JOSHUA FIELDS HAS QUITE a rap sheet. Drug addict, burglar, armed career criminal, domestic abuser, assault on a corrections officer.
But — and this is the point of this article — he is not a sex offender.
Yet for eight years, Fields, who is now 39, bore the scarlet letter of sex offender. And he carried that brand in the worst of places — maximum-security wings of federal prisons.
That meant eight years of fear, eight years of beatings, eight years of segregation units that meant no participation in desperately needed rehabilitation programs.
And throughout his ordeal, federal prison denied that anything was wrong with his classification and ignored orders from a federal judge to correct the error.
Fields is now free and living in Manchester.
Earlier this year, a frustrated U.S. District Court Judge Landya McCafferty took the unusual step of shaving two years off the minimum of his prison sentence and ordering his immediate release.
In a 30-page order, the chief federal judge in New Hampshire noted that federal prison officials had repeatedly assured her that Fields was properly classified.
“It wasn’t a sentence; I was tormented,” Fields said last month when we spoke in the south Manchester apartment he shares with his newlywed wife.
“I’ve paid more than my full punishment, more than the normal person that gets sentenced,” Fields said.
He said he endured four significant beatings over the years. The most recent took place just days before he was released. He had been transferred to the local Strafford County jail, and an inmate had done an internet search, found his case and attacked him, taunting him as a “chomo,” prison slang for a sex offender.
So when Fields appeared before McCafferty, he sported a black eye, bruises and a broken orbital bone.
“It doesn’t matter how big you are when they send three guys after you,” said Fields, who stands 6-foot, 1-inch and weighs 220 pounds..
When ordering his release, McCafferty bluntly stated that Fields poses a danger to the community.
But the judge reasoned that he will be out eventually. And in a sad indictment of the prison system, the judge said Fields has a better chance at getting drug abuse and mental health treatment outside of prison than in.
No official at the federal prisons would be interviewed for this article. A spokesman assured me in an email that the prison system takes the safety of inmates and misconduct of staff seriously.
One person doesn’t like the risk the judge is taking — one of Joshua Fields’ victims.
“It’s just mind-blowing to me,” said his ex-wife, Laurie, who was arrested with Fields in 2014 for a burglary crime spree that led to his federal charges. Laurie said she had a job in the Maine court system when she met Fields.
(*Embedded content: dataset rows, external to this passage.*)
// SPDX-License-Identifier: PMPL-1.0-or-later
// Copyright (c) 2026 Jonathan D.A. Jewell (hyperpolymath) <jonathan.jewell@open.ac.uk>
//
// Growable owned buffer for received image bytes.

use sha2::{Digest, Sha256};
use tracing::trace;

use scanwerk_core::error::{Result, ScanwerkError};

/// Owned, contiguous image bytes that grow in fixed chunk units.
///
/// Capacity starts at one chunk and grows by whole chunks, never doubling,
/// so a memory-constrained caller can predict the peak footprint. Growth is
/// fallible: if the allocator refuses, the append fails with
/// [`ScanwerkError::Allocation`] and the bytes already held are untouched.
#[derive(Debug)]
pub struct ImageBuffer {
    bytes: Vec<u8>,
    capacity: usize,
    chunk: usize,
}

impl ImageBuffer {
    /// Allocate an empty buffer with one chunk of capacity.
    pub fn new(chunk: usize) -> Result<Self> {
        let chunk = chunk.max(1);
        let mut bytes = Vec::new();
        bytes
            .try_reserve_exact(chunk)
            .map_err(|_| ScanwerkError::Allocation(chunk))?;
        Ok(Self {
            bytes,
            capacity: chunk,
            chunk,
        })
    }

    /// Append `data`, growing first if it does not fit.
    pub fn append(&mut self, data: &[u8]) -> Result<()> {
        let needed = self
            .bytes
            .len()
            .checked_add(data.len())
            .ok_or(ScanwerkError::Allocation(usize::MAX))?;
        if needed > self.capacity {
            self.grow_to(needed)?;
        }
        self.bytes.extend_from_slice(data);
        Ok(())
    }

    pub fn push(&mut self, byte: u8) -> Result<()> {
        self.append(&[byte])
    }

    fn grow_to(&mut self, needed: usize) -> Result<()> {
        let steps = (needed - self.capacity).div_ceil(self.chunk);
        let target = steps
            .checked_mul(self.chunk)
            .and_then(|extra| self.capacity.checked_add(extra))
            .ok_or(ScanwerkError::Allocation(usize::MAX))?;
        self.bytes
            .try_reserve_exact(target - self.bytes.len())
            .map_err(|_| ScanwerkError::Allocation(target))?;
        trace!(from = self.capacity, to = target, "image buffer grown");
        self.capacity = target;
        Ok(())
    }

    /// Number of valid bytes.
    pub fn len(&self) -> usize {
        self.bytes.len()
    }

    pub fn is_empty(&self) -> bool {
        self.bytes.is_empty()
    }

    /// Bytes reserved so far; always a whole number of chunks.
    pub fn capacity(&self) -> usize {
        self.capacity
    }

    pub fn as_slice(&self) -> &[u8] {
        &self.bytes
    }

    /// Hand the bytes to the caller.
    pub fn into_vec(self) -> Vec<u8> {
        self.bytes
    }

    /// Drop the region and reset to zero length and zero capacity.
    pub fn release(&mut self) {
        self.bytes = Vec::new();
        self.capacity = 0;
    }

    /// Hex-encoded SHA-256 of the valid bytes.
    pub fn sha256_hex(&self) -> String {
        hex::encode(Sha256::digest(&self.bytes))
    }
}

impl AsRef<[u8]> for ImageBuffer {
    fn as_ref(&self) -> &[u8] {
        self.as_slice()
    }
}

#[cfg(test)]
mod tests {
    use super::*;

    #[test]
    fn starts_at_one_chunk() {
        let buf = ImageBuffer::new(1024).unwrap();
        assert_eq!(buf.len(), 0);
        assert_eq!(buf.capacity(), 1024);
    }

    #[test]
    fn grows_by_whole_chunks() {
        let mut buf = ImageBuffer::new(16).unwrap();
        buf.append(&[1; 16]).unwrap();
        assert_eq!(buf.capacity(), 16);
        buf.push(2).unwrap();
        assert_eq!(buf.capacity(), 32);
        buf.append(&[3; 40]).unwrap();
        assert_eq!(buf.len(), 57);
        assert_eq!(buf.capacity(), 64);
    }

    #[test]
    fn concatenation_is_preserved_for_any_chunking() {
        let data: Vec<u8> = (0..5000u32).map(|i| (i * 31 % 251) as u8).collect();
        for piece in [1usize, 3, 7, 64, 1023, 1024, 1025, 4999] {
            let mut buf = ImageBuffer::new(1024).unwrap();
            for chunk in data.chunks(piece) {
                buf.append(chunk).unwrap();
                assert!(buf.len() <= buf.capacity());
            }
            assert_eq!(buf.as_slice(), &data[..], "piece size {piece}");
        }
    }

    #[test]
    fn empty_append_is_a_no_op() {
        let mut buf = ImageBuffer::new(8).unwrap();
        buf.append(&[]).unwrap();
        assert!(buf.is_empty());
        assert_eq!(buf.capacity(), 8);
    }

    #[test]
    fn release_then_reuse_starts_empty() {
        let mut buf = ImageBuffer::new(8).unwrap();
        buf.append(b"secret bytes").unwrap();
        buf.release();
        assert_eq!(buf.len(), 0);
        assert_eq!(buf.capacity(), 0);

        buf.append(b"new").unwrap();
        assert_eq!(buf.as_slice(), b"new");
        assert_eq!(buf.capacity(), 8);

        let fresh = ImageBuffer::new(8).unwrap();
        assert!(fresh.is_empty());
    }

    #[test]
    fn into_vec_hands_over_bytes() {
        let mut buf = ImageBuffer::new(4).unwrap();
        buf.append(&[0xFF, 0xD8, 0xFF, 0xD9]).unwrap();
        assert_eq!(buf.into_vec(), vec![0xFF, 0xD8, 0xFF, 0xD9]);
    }

    #[test]
    fn digest_of_known_input() {
        let mut buf = ImageBuffer::new(4).unwrap();
        buf.append(b"abc").unwrap();
        assert_eq!(
            buf.sha256_hex(),
            "ba7816bf8f01cfea414140de5dae2223b00361a396177a9cb410ff61f20015ad"
        );
    }
}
She was going through a divorce and was attracted to his tattoos, his cigarette smoking and his tough-guy aura, she said.
He led her into a world of drugs and at one point kept her locked up for three days and beat her, she said.
“My entire life crumbled because of this man. He’s not a good man, he’s not a victim,” said Laurie, who did not want her married name used. She has remarried, now works as a house painter and lives in New Hampshire.
Federal prosecutors did not object to Fields’ release. But like prison officials, they would not be interviewed. (One important question — are they investigating any crimes on the part of prison officials, such as lying to a judge?) Prosecutors sent an email that stressed that Fields is on parole, must submit to drug testing and attend counseling.
Fields assures me that he is trying to succeed on the outside.
He works as a heavy equipment operator and attends intensive outpatient treatment at the Farnum Center three times a week and mental health counseling twice weekly, which he said is beneficial.
He is trying to live a simple life with his wife, Julie. This summer, he spent free time going to Hampton Beach, playing XBox and watching movies in their apartment.
His wife sees the good in him, Fields said. “If I didn’t meet her, I might not be alive now,” he said.
Fields’ story, McCafferty noted, is a lesson on how little it takes to be classified as a sex offender.
In researching Field’s background, corrections officials read a police report about a domestic assault. It said Fields touched his wife’s breast while shoving her. Although Fields has no history of sexual assault, the prison official wrote that Fields “groped” the victim’s breast, which was enough to trigger the sex-offender classification, or in this case misclassification.
“He (the probation officer) took the word and altered it to ‘groped.’ He knew that would cause me that type of status in the Bureau of Prisons,” Fields said.
Fields’ life has not been easy. His father introduced him to marijuana at age 9. His mother attempted suicide before he was a teenager, which drove him to painkillers. By 16, he was using heroin and cocaine.
He’s been diagnosed with several mental health illnesses, including PTSD, thanks to his prison experience.
The prospect of death or assault is constant in prison, he said. Inmates carry homemade weapons. You join a gang to survive. Corrections officers find ways to let inmates know about your classification.
He thinks corrections officers should be forced to wear body cams, just like police.
“You don’t know the depths of what takes place in these prisons,” Fields said. “They’re ruining peoples’ lives.”